I love the word “bourgeois” – just figured out how to pronounce it today and it sounds gorgeous, with that smooth French flow off the tongue. An image and smell of red roses comes to mind. I also discovered the definition for it as well – applying to the middle class. Bourgeois does not entirely explain my family, even though we are in the middle class, since we are not materialistic or occupied with small-minded things; the feature image has nothing to do with my life, I just love the word.

Joseph Stalin, the notorious Soviet Union demagogue, had another, more convoluted name, by that of Iosif Vissarionovich Stalin; born Ioseb Besarionis Dze Jugashvili. Yeah, try saying the latter name even two times fast.

You know what they said back then in Russia when somebody was holding up the line? Ostanovka Stalin! (Stop Stalin!)

A pernicious gas by the name of Adolf Hitler billowed through the high streets of Germany during the 1930s and ’40s – and I’m using that in an ironic way.

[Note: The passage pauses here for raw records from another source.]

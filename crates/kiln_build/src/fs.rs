//! File-system capability used by build engines, with a real implementation
//! and an intercepting decorator that routes reads and writes through the
//! artifact cache.

use std::io;
use std::path::{Path, PathBuf};

use kiln_cache::{ArtifactCache, BUILD_INFO_KEY};
use kiln_config::PROJECT_CONFIG_FILE;

use crate::paths::artifact_key;
use crate::transform::Pipeline;

/// The reads and writes a build engine performs.
pub trait FileSystem: Send + Sync {
    /// Reads a whole file as UTF-8 text.
    fn read_to_string(&self, path: &Path) -> io::Result<String>;

    /// Writes `contents` to `path`, replacing any previous content.
    fn write(&self, path: &Path, contents: &str) -> io::Result<()>;
}

/// Passes every operation to `std::fs`.
#[derive(Clone, Copy, Debug, Default)]
pub struct RealFs;

impl FileSystem for RealFs {
    fn read_to_string(&self, path: &Path) -> io::Result<String> {
        std::fs::read_to_string(path)
    }

    fn write(&self, path: &Path, contents: &str) -> io::Result<()> {
        std::fs::write(path, contents)
    }
}

/// Decorates a [`FileSystem`] so that a build never touches disk for its
/// configuration, its build state, or its output.
///
/// - `<root>/tsconfig.json` is served from the configured override when set.
/// - `<root>/tsconfig.tsbuildinfo` is served from the artifact cache.
/// - Every write is stored in the artifact cache under its
///   [`artifact_key`]: build state verbatim, everything else through the
///   [`Pipeline`].
///
/// All other reads go to the inner file system.
pub struct InterceptingFs<F: FileSystem = RealFs> {
    inner: F,
    root: PathBuf,
    config_override: Option<String>,
    cache: ArtifactCache,
    pipeline: Pipeline,
}

impl InterceptingFs<RealFs> {
    /// Creates an adapter over the real file system.
    pub fn new(
        root: impl Into<PathBuf>,
        config_override: Option<String>,
        cache: ArtifactCache,
        pipeline: Pipeline,
    ) -> Self {
        Self::with_inner(RealFs, root, config_override, cache, pipeline)
    }
}

impl<F: FileSystem> InterceptingFs<F> {
    /// Creates an adapter over an arbitrary inner file system.
    pub fn with_inner(
        inner: F,
        root: impl Into<PathBuf>,
        config_override: Option<String>,
        cache: ArtifactCache,
        pipeline: Pipeline,
    ) -> Self {
        Self {
            inner,
            root: root.into(),
            config_override,
            cache,
            pipeline,
        }
    }

    /// The project root.
    pub fn root(&self) -> &Path {
        &self.root
    }

    /// The cache that receives writes.
    pub fn cache(&self) -> &ArtifactCache {
        &self.cache
    }

    fn is_root_file(&self, path: &Path, name: &str) -> bool {
        path.strip_prefix(&self.root)
            .map(|rel| rel == Path::new(name))
            .unwrap_or(path == Path::new(name))
    }
}

impl<F: FileSystem> FileSystem for InterceptingFs<F> {
    fn read_to_string(&self, path: &Path) -> io::Result<String> {
        if self.is_root_file(path, PROJECT_CONFIG_FILE) {
            if let Some(config) = &self.config_override {
                return Ok(config.clone());
            }
        }
        if self.is_root_file(path, BUILD_INFO_KEY) {
            return self.cache.build_info().ok_or_else(|| {
                io::Error::new(io::ErrorKind::NotFound, "no build state in cache")
            });
        }
        self.inner.read_to_string(path)
    }

    fn write(&self, path: &Path, contents: &str) -> io::Result<()> {
        let key = artifact_key(&self.root, path);
        if key == BUILD_INFO_KEY {
            self.cache.insert(key, contents);
        } else {
            let output = self.pipeline.transform(&key, contents);
            tracing::debug!(key = %key, bytes = output.len(), "cached artifact");
            self.cache.insert(key, output);
        }
        Ok(())
    }
}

Margaret Lovehue traipsed into the meeting with complete insouciance to the fact that she was late, her nonchalant behavior definitive of her so-called gift wrapped life.

Fernando ambulated into the sweet-scented room and was immediately awestruck by the voluptuous arrangements all around, not to mention the sultry woman who came sauntering out of the debonair bathroom wearing nothing but skimpy lingerie.

Wait…I think I just did it…I used “debonair” in the sentence above, looked it up, and discovered it had been used in the incorrect way. A debonair is someone who is careful, elegant, and gracious in nature, especially pertaining to a man…and after some careful scavenging, found no mention of it pertaining to a place or thing like the bathroom that doesn’t have a personality; it just popped into my head as I was writing and I thought it sounded peachy keen. So there you go. Found something after playing around a bit with words. Happy now, WordPress?